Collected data

* * *

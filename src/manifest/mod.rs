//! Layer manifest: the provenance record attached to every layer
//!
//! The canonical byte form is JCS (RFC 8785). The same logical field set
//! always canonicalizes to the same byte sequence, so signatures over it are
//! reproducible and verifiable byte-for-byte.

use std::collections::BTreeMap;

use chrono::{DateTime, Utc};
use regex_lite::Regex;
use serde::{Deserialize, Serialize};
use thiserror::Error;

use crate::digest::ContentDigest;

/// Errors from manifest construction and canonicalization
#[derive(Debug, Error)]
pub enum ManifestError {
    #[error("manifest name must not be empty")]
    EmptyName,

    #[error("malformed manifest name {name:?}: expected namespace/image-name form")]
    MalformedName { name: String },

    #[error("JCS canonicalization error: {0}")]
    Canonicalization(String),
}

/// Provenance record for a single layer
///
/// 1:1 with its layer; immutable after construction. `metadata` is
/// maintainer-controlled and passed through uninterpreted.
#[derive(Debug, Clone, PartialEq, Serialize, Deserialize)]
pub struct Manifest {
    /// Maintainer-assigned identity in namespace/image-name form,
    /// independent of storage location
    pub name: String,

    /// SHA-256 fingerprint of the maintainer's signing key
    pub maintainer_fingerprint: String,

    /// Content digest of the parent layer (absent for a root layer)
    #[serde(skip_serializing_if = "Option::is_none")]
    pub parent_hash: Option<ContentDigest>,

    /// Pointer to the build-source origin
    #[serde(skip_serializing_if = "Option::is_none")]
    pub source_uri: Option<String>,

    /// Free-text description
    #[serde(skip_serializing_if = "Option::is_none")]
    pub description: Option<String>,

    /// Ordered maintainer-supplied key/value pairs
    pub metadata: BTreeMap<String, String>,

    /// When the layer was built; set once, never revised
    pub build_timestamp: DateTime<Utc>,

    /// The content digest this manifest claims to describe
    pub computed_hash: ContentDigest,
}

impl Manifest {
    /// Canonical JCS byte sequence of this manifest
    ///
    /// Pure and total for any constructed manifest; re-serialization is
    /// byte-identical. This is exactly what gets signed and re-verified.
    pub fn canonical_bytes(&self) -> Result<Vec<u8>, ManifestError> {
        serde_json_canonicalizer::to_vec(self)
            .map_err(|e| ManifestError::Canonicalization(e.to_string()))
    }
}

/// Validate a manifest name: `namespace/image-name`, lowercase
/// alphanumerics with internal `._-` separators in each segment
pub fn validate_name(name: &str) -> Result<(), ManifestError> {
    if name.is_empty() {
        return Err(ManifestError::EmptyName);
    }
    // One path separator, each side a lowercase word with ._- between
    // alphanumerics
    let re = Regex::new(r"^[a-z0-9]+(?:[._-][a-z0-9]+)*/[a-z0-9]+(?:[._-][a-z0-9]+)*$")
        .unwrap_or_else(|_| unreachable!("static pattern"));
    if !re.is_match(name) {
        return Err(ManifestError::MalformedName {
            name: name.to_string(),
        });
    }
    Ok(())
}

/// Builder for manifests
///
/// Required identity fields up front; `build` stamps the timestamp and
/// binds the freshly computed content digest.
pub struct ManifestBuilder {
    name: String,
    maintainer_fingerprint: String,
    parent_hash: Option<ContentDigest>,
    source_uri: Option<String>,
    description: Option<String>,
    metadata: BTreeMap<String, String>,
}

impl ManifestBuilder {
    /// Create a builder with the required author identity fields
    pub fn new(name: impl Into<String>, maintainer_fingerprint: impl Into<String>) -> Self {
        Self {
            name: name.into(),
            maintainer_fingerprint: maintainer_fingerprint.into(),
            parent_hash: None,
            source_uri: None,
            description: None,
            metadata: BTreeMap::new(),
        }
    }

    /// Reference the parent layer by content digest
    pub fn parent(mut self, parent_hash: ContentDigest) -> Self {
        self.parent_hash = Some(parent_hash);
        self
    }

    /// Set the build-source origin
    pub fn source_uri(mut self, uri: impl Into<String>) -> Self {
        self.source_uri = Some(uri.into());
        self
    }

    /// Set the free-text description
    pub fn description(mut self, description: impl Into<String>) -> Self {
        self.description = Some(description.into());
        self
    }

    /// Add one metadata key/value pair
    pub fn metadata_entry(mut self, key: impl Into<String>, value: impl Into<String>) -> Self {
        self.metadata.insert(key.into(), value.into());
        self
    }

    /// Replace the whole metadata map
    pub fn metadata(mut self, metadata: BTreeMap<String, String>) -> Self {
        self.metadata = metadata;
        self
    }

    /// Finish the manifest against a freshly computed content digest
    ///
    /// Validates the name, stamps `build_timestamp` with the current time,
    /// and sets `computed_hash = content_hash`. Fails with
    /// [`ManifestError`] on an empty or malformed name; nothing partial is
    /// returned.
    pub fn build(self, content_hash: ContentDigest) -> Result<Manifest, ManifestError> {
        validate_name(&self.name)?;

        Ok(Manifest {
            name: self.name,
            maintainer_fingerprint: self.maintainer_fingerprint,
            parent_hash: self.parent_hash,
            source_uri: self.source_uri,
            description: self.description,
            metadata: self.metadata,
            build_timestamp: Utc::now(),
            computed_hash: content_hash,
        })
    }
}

* * *

Your objective: Word for word, write out each of the records above.

Output of the exercise:
filename src/manifest/mod.rs
//! Layer manifest: the provenance record attached to every layer
//!
//! The canonical byte form is JCS (RFC 8785). The same logical field set
//! always canonicalizes to the same byte sequence, so signatures over it are
//! reproducible and verifiable byte-for-byte.

use std::collections::BTreeMap;

use chrono::{DateTime, Utc};
use regex_lite::Regex;
use serde::{Deserialize, Serialize};
use thiserror::Error;

use crate::digest::ContentDigest;

/// Errors from manifest construction and canonicalization
#[derive(Debug, Error)]
pub enum ManifestError {
    #[error("manifest name must not be empty")]
    EmptyName,

    #[error("malformed manifest name {name:?}: expected namespace/image-name form")]
    MalformedName { name: String },

    #[error("JCS canonicalization error: {0}")]
    Canonicalization(String),
}

/// Provenance record for a single layer
///
/// 1:1 with its layer; immutable after construction. `metadata` is
/// maintainer-controlled and passed through uninterpreted.
#[derive(Debug, Clone, PartialEq, Serialize, Deserialize)]
pub struct Manifest {
    /// Maintainer-assigned identity in namespace/image-name form,
    /// independent of storage location
    pub name: String,

    /// SHA-256 fingerprint of the maintainer's signing key
    pub maintainer_fingerprint: String,

    /// Content digest of the parent layer (absent for a root layer)
    #[serde(skip_serializing_if = "Option::is_none")]
    pub parent_hash: Option<ContentDigest>,

    /// Pointer to the build-source origin
    #[serde(skip_serializing_if = "Option::is_none")]
    pub source_uri: Option<String>,

    /// Free-text description
    #[serde(skip_serializing_if = "Option::is_none")]
    pub description: Option<String>,

    /// Ordered maintainer-supplied key/value pairs
    pub metadata: BTreeMap<String, String>,

    /// When the layer was built; set once, never revised
    pub build_timestamp: DateTime<Utc>,

    /// The content digest this manifest claims to describe
    pub computed_hash: ContentDigest,
}

impl Manifest {
    /// Canonical JCS byte sequence of this manifest
    ///
    /// Pure and total for any constructed manifest; re-serialization is
    /// byte-identical. This is exactly what gets signed and re-verified.
    pub fn canonical_bytes(&self) -> Result<Vec<u8>, ManifestError> {
        serde_json_canonicalizer::to_vec(self)
            .map_err(|e| ManifestError::Canonicalization(e.to_string()))
    }
}

/// Validate a manifest name: `namespace/image-name`, lowercase
/// alphanumerics with internal `._-` separators in each segment
pub fn validate_name(name: &str) -> Result<(), ManifestError> {
    if name.is_empty() {
        return Err(ManifestError::EmptyName);
    }
    // One path separator, each side a lowercase word with ._- between
    // alphanumerics
    let re = Regex::new(r"^[a-z0-9]+(?:[._-][a-z0-9]+)*/[a-z0-9]+(?:[._-][a-z0-9]+)*$")
        .unwrap_or_else(|_| unreachable!("static pattern"));
    if !re.is_match(name) {
        return Err(ManifestError::MalformedName {
            name: name.to_string(),
        });
    }
    Ok(())
}

/// Builder for manifests
///
/// Required identity fields up front; `build` stamps the timestamp and
/// binds the freshly computed content digest.
pub struct ManifestBuilder {
    name: String,
    maintainer_fingerprint: String,
    parent_hash: Option<ContentDigest>,
    source_uri: Option<String>,
    description: Option<String>,
    metadata: BTreeMap<String, String>,
}

impl ManifestBuilder {
    /// Create a builder with the required author identity fields
    pub fn new(name: impl Into<String>, maintainer_fingerprint: impl Into<String>) -> Self {
        Self {
            name: name.into(),
            maintainer_fingerprint: maintainer_fingerprint.into(),
            parent_hash: None,
            source_uri: None,
            description: None,
            metadata: BTreeMap::new(),
        }
    }

    /// Reference the parent layer by content digest
    pub fn parent(mut self, parent_hash: ContentDigest) -> Self {
        self.parent_hash = Some(parent_hash);
        self
    }

    /// Set the build-source origin
    pub fn source_uri(mut self, uri: impl Into<String>) -> Self {
        self.source_uri = Some(uri.into());
        self
    }

    /// Set the free-text description
    pub fn description(mut self, description: impl Into<String>) -> Self {
        self.description = Some(description.into());
        self
    }

    /// Add one metadata key/value pair
    pub fn metadata_entry(mut self, key: impl Into<String>, value: impl Into<String>) -> Self {
        self.metadata.insert(key.into(), value.into());
        self
    }

    /// Replace the whole metadata map
    pub fn metadata(mut self, metadata: BTreeMap<String, String>) -> Self {
        self.metadata = metadata;
        self
    }

    /// Finish the manifest against a freshly computed content digest
    ///
    /// Validates the name, stamps `build_timestamp` with the current time,
    /// and sets `computed_hash = content_hash`. Fails with
    /// [`ManifestError`] on an empty or malformed name; nothing partial is
    /// returned.
    pub fn build(self, content_hash: ContentDigest) -> Result<Manifest, ManifestError> {
        validate_name(&self.name)?;

        Ok(Manifest {
            name: self.name,
            maintainer_fingerprint: self.maintainer_fingerprint,
            parent_hash: self.parent_hash,
            source_uri: self.source_uri,
            description: self.description,
            metadata: self.metadata,
            build_timestamp: Utc::now(),
            computed_hash: content_hash,
        })
    }
}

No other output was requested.